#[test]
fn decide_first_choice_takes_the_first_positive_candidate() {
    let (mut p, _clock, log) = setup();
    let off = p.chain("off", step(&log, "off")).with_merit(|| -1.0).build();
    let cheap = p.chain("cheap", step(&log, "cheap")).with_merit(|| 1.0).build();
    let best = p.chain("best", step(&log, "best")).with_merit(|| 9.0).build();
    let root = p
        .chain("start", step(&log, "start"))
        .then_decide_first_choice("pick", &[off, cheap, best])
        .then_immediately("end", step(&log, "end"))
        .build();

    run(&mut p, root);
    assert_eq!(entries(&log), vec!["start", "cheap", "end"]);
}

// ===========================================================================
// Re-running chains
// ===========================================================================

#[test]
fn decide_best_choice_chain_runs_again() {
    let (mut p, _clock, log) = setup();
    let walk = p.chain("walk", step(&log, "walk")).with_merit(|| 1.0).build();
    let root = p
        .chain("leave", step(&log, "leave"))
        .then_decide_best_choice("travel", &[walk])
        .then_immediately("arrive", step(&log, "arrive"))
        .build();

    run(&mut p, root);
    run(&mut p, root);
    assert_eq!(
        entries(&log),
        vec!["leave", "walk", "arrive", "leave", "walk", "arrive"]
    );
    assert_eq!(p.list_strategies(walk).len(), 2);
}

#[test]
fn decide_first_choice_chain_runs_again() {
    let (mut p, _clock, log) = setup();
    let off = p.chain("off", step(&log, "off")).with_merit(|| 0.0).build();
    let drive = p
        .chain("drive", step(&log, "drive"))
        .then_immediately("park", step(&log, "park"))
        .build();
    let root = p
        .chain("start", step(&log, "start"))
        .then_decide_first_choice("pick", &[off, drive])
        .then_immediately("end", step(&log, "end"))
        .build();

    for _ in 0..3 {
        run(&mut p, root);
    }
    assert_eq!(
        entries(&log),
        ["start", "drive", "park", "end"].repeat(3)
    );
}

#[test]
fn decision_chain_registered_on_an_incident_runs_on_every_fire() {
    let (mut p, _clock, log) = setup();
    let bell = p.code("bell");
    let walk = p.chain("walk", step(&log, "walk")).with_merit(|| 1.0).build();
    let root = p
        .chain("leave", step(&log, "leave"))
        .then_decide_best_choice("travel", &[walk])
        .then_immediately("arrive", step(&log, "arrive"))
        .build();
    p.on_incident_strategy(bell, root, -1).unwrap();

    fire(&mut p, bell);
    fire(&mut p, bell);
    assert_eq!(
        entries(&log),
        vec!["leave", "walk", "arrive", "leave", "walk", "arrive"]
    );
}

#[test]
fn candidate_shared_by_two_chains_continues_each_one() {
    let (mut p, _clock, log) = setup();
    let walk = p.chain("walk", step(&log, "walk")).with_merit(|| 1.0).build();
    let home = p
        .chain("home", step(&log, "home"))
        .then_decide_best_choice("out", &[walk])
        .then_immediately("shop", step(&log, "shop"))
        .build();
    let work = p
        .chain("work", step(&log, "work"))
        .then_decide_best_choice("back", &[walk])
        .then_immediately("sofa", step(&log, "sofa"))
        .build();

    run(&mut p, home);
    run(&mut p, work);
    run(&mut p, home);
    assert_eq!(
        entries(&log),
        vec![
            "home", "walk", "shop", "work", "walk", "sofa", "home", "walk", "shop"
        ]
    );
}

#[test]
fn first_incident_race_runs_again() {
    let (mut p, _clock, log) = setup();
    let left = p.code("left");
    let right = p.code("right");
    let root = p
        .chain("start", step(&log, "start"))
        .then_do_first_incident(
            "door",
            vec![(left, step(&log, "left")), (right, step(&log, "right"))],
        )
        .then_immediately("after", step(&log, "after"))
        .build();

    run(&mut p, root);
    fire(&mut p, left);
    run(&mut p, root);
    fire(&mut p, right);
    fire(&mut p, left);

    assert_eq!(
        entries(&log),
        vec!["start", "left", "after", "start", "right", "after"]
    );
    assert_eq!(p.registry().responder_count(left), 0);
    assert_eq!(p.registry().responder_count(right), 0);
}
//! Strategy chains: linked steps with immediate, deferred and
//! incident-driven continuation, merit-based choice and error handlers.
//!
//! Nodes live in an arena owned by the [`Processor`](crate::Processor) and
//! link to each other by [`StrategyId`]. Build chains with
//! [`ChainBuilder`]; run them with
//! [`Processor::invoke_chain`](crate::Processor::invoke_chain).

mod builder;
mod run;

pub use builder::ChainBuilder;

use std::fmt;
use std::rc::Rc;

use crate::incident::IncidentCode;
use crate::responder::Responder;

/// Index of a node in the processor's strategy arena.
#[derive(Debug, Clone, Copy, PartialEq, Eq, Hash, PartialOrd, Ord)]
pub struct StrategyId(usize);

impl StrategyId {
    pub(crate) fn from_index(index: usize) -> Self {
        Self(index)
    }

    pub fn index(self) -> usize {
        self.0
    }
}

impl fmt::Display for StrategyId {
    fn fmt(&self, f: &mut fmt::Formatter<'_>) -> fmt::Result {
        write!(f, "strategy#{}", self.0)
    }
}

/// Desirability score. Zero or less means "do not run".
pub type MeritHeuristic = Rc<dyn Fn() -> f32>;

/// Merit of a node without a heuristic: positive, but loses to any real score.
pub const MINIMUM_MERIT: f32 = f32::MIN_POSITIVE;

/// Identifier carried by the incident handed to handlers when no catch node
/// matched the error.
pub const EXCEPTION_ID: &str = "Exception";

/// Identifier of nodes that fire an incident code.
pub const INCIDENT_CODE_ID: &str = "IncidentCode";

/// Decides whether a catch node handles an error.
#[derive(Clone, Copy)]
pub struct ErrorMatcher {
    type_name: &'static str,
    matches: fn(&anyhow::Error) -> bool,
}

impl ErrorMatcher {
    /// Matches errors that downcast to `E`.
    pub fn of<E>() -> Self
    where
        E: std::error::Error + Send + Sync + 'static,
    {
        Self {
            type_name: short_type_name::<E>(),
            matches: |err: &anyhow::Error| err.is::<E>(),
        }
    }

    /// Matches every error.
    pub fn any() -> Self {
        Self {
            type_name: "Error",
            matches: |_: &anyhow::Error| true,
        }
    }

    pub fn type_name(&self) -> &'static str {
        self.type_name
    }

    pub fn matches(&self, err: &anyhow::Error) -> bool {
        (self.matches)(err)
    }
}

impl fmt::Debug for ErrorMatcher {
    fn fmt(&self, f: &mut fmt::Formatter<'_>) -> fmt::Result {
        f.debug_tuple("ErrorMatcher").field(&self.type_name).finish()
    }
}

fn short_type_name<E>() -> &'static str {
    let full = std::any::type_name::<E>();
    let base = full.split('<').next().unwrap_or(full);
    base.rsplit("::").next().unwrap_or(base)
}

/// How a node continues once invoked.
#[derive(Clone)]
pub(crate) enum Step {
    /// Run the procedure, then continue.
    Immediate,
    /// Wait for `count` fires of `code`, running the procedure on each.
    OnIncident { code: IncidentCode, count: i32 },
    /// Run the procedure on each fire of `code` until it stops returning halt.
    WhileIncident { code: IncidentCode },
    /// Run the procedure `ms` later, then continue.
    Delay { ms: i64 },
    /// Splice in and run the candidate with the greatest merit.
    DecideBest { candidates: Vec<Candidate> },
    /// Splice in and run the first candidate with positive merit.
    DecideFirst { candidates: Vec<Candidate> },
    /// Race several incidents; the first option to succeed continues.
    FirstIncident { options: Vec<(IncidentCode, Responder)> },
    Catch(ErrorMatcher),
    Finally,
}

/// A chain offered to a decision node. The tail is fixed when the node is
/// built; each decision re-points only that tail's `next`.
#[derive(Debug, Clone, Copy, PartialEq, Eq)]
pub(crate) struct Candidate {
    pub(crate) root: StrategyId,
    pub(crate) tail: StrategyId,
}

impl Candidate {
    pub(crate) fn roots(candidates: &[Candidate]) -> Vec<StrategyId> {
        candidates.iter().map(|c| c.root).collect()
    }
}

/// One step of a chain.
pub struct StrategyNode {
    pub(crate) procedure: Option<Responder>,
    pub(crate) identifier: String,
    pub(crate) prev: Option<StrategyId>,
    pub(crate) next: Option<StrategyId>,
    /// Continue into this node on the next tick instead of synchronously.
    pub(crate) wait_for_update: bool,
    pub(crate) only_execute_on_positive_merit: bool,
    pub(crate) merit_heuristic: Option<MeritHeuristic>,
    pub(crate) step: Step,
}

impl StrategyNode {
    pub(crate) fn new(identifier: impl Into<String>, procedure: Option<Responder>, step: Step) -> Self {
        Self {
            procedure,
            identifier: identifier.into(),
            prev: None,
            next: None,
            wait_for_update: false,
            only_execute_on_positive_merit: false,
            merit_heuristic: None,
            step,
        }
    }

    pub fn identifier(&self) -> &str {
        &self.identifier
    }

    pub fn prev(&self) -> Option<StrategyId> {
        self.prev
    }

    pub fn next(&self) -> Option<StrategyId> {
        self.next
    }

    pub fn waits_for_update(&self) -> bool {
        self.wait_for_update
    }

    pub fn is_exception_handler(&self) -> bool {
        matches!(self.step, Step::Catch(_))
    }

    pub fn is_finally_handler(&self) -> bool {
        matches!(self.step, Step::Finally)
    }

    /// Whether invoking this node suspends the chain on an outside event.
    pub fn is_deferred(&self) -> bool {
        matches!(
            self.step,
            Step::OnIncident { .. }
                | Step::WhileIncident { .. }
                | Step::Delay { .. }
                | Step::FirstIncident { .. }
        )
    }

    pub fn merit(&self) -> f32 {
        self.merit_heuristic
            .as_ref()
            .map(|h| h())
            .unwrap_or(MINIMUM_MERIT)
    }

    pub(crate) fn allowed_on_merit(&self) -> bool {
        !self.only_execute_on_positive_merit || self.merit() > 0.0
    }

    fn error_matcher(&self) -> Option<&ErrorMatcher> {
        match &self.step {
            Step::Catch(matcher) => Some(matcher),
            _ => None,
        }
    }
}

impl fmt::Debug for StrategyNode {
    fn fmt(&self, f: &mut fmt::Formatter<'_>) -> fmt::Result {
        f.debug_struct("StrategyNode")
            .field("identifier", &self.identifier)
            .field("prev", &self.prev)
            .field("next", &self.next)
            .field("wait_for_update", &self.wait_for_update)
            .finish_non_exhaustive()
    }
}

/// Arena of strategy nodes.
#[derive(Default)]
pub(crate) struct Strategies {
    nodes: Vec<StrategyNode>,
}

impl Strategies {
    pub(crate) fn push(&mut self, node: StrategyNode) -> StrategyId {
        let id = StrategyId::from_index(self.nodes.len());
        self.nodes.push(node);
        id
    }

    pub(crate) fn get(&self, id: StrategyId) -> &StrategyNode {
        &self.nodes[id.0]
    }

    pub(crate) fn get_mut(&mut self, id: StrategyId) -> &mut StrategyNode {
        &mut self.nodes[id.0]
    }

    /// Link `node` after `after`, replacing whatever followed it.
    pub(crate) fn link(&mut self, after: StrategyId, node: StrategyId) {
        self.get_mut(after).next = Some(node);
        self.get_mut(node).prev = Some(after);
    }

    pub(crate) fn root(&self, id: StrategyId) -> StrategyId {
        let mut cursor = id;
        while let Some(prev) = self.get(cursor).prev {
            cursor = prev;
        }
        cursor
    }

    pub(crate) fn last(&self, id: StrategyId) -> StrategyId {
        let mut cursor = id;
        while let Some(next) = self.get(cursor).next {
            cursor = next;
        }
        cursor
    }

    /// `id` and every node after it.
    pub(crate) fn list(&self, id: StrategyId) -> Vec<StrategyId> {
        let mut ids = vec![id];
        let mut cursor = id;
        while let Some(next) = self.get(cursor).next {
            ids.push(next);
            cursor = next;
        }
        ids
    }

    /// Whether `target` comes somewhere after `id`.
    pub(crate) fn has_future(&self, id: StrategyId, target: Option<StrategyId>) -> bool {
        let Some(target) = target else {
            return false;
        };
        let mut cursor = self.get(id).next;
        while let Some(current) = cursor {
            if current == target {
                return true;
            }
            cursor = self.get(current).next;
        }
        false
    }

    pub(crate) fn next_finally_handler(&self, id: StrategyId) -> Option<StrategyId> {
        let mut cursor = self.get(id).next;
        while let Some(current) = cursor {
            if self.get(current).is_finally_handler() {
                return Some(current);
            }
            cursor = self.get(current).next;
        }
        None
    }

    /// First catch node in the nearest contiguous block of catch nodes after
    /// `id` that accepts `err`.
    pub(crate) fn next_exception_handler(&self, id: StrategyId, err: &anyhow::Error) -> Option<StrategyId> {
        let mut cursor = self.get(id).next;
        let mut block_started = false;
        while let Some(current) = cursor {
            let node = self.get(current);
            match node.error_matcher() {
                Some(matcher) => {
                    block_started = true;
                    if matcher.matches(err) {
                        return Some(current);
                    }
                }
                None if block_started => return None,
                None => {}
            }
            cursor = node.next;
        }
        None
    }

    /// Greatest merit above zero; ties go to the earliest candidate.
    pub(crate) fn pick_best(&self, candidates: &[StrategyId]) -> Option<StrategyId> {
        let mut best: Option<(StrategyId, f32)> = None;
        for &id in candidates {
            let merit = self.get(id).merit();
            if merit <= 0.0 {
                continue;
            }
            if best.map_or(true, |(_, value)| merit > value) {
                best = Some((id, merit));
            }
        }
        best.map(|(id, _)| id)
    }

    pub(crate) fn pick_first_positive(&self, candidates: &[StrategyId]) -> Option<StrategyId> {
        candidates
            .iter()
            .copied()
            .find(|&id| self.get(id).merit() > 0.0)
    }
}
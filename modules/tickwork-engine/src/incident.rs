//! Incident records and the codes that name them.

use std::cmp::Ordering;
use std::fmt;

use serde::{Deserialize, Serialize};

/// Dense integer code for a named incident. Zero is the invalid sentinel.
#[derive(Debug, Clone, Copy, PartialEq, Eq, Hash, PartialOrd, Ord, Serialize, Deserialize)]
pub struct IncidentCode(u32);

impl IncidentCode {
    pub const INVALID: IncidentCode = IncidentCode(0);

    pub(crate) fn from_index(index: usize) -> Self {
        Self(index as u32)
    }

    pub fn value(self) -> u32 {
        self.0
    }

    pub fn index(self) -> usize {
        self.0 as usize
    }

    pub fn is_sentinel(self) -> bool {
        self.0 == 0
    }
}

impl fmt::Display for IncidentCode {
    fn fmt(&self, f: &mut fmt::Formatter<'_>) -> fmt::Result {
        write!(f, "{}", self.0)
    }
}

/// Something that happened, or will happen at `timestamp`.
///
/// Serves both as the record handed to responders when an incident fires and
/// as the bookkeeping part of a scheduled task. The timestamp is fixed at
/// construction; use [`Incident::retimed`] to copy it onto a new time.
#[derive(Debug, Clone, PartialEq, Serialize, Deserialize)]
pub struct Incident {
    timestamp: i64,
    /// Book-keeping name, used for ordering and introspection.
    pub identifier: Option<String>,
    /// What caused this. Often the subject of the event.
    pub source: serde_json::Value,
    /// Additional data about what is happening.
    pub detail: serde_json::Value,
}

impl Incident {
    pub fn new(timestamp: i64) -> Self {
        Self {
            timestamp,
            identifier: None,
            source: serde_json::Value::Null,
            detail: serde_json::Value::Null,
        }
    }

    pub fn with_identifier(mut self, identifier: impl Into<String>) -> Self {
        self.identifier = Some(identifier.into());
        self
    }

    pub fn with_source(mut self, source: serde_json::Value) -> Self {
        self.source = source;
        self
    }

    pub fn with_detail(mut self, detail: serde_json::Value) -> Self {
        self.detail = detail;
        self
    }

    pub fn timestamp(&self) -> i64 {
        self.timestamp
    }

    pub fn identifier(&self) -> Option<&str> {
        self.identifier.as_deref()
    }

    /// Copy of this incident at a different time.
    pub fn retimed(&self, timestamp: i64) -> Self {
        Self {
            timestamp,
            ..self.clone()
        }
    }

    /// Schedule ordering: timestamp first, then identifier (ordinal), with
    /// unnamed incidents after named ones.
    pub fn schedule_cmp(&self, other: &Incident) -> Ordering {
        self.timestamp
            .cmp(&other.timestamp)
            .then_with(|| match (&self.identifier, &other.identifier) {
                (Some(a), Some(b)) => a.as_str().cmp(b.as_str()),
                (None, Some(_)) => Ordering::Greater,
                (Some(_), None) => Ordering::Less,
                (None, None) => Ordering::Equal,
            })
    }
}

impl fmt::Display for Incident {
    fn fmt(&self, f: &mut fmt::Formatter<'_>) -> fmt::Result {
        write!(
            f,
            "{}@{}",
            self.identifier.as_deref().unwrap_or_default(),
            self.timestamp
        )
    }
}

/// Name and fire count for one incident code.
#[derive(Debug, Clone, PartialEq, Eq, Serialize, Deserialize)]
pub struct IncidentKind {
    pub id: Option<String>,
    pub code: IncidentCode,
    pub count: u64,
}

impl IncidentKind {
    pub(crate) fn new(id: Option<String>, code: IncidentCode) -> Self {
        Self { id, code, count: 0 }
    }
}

-=-=-

### TASK
Looking at the data above, write out exactly the lines that start at the one containing "return true;" and end at the one containing "StrategyId, err: &anyhow::Error)"; include both and nothing beyond.

### EXPECTED ANSWER
                return true;
            }
            cursor = self.get(current).next;
        }
        false
    }

    pub(crate) fn next_finally_handler(&self, id: StrategyId) -> Option<StrategyId> {
        let mut cursor = self.get(id).next;
        while let Some(current) = cursor {
            if self.get(current).is_finally_handler() {
                return Some(current);
            }
            cursor = self.get(current).next;
        }
        None
    }

    /// First catch node in the nearest contiguous block of catch nodes after
    /// `id` that accepts `err`.
    pub(crate) fn next_exception_handler(&self, id: StrategyId, err: &anyhow::Error) -> Option<StrategyId> {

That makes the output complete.